After having stayed twice at 3BR-Units at Las Residencias, Cabo and a 3BR Grand Solmar Lands End, Cabo we will no longer be visiting Vidanta.
Looking forward to trying out the 4BR-Units at Vista Encantada next summer. Any feedback is welcome.


----------



## HenryT (Jun 30, 2020)

MICROZE said:


> Wow! 37% that's steep.
> It was already a rip-off and a guise to get people to attend the presentation.
> Have stayed at all the Grand Luxxe resorts in the past and was very impressed, but no longer visit since the high-fees.
> Thinking back we always received parking lot views and Ground-Floor [trees] views but didn't mind since the rooms were nice and we weren't owners.
> ...


I agree. I will no longer stay at the Grand Luxxe properties because of the fees (unless I go through SFX).
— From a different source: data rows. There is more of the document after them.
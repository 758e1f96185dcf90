//! Staging area for sprig.
//!
//! The [`Stage`] holds pending additions (file name to blob) and pending
//! removals (file names) between commits. The two sets are disjoint: staging
//! one kind of change for a name evicts the other.
//!
//! # Key Types
//!
//! - [`Stage`] -- The persisted staging area (BTreeMap/BTreeSet-backed)
//! - [`StageChange`] / [`RemoveOutcome`] -- What an add or remove did
//! - [`WorkdirStatus`] -- Result of status computation
//! - [`FileStatus`] -- Kind of unstaged change (Modified, Deleted)

pub mod error;
pub mod stage;
pub mod status;

pub use error::{IndexError, IndexResult};
pub use stage::{validate_path, RemoveOutcome, Stage, StageChange};
pub use status::{FileStatus, StatusEntry, WorkdirStatus};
I also had an issue with rats at the PDC location in one of the 4 bedroom units though the one rat must have left after the second day as we didn't see it again. The problem is that the 4 bedroom units at PDC are on the ground floor surrounded by jungle. If the maids leave the door open to clean (or if you don't keep the outside door closed) rats can easily get in the unit. There is an approximate 3 foot glass barrier on the patio so I am not sure rats can get in from the patio.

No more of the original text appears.